BEGIN Input records

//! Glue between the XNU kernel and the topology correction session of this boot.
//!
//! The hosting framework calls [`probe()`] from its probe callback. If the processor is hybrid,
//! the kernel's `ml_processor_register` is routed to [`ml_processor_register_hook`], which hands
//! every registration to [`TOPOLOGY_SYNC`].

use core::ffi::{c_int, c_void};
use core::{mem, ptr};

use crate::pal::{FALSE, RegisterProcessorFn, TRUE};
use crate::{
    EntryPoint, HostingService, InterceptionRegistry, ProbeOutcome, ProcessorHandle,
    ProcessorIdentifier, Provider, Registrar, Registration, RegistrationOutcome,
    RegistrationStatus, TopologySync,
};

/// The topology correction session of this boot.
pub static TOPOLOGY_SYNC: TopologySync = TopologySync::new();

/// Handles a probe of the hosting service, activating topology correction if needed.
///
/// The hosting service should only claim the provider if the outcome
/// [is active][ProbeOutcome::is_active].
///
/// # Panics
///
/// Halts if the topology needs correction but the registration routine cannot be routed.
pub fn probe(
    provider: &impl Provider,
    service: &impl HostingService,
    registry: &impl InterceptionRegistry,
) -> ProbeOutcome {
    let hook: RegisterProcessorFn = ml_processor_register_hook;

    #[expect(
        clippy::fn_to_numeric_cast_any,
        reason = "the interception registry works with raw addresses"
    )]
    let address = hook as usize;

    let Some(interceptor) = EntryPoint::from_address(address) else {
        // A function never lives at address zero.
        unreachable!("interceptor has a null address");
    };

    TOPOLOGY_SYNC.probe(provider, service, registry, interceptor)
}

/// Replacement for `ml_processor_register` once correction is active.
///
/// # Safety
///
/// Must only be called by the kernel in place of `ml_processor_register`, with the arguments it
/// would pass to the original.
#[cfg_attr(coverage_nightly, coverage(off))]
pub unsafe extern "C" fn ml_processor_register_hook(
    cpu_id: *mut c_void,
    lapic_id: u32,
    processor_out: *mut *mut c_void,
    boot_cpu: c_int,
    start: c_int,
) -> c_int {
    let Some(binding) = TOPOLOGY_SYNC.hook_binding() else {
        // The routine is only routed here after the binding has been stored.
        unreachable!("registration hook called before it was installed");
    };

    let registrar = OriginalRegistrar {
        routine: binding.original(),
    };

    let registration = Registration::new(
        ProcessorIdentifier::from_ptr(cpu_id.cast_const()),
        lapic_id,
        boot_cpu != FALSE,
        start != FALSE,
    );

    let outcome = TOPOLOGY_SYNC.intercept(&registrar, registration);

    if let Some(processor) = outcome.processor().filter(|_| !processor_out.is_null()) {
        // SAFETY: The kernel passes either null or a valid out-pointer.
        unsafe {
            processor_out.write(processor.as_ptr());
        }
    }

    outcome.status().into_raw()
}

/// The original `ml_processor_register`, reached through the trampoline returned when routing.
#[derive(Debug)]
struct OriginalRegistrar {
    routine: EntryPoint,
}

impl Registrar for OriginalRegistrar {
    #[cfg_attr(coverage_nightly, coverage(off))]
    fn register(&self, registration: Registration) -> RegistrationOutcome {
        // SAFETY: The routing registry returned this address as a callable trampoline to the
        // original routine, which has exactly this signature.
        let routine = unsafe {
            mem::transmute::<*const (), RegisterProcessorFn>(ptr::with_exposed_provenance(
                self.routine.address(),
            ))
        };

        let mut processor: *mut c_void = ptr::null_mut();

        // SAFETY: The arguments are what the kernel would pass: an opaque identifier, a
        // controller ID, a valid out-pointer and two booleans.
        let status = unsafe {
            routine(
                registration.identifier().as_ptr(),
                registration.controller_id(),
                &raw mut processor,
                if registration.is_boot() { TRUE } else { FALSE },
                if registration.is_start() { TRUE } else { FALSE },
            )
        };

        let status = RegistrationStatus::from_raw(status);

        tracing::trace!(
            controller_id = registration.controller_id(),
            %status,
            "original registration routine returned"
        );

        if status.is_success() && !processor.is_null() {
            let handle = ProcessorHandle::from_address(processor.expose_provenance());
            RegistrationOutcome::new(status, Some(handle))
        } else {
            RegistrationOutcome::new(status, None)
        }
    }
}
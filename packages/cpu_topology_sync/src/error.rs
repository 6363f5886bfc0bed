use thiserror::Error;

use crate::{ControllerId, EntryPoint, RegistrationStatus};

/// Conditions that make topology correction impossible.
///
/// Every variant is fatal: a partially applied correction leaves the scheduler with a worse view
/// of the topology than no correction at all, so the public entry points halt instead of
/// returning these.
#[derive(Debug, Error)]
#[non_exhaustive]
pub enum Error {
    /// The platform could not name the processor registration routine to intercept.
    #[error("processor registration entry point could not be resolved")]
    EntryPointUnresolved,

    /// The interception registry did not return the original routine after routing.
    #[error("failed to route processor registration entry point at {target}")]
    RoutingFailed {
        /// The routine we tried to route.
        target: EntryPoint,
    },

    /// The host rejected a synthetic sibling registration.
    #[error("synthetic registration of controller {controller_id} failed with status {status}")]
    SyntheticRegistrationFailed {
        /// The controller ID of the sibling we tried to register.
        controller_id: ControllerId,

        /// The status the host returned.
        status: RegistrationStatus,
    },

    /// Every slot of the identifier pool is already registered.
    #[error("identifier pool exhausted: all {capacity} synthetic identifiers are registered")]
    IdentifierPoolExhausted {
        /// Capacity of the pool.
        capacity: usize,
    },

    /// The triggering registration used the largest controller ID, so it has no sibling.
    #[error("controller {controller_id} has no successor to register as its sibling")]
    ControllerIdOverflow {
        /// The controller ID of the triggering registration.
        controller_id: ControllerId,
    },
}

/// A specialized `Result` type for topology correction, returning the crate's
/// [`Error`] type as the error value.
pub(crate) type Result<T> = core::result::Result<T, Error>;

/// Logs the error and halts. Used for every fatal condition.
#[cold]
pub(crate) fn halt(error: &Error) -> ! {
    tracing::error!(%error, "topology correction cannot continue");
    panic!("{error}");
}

END Input records

Your objective:
All lines of the listing that contain the word "after" should be copied out.

Solution to the problem:
        // The routine is only routed here after the binding has been stored.
    /// The interception registry did not return the original routine after routing.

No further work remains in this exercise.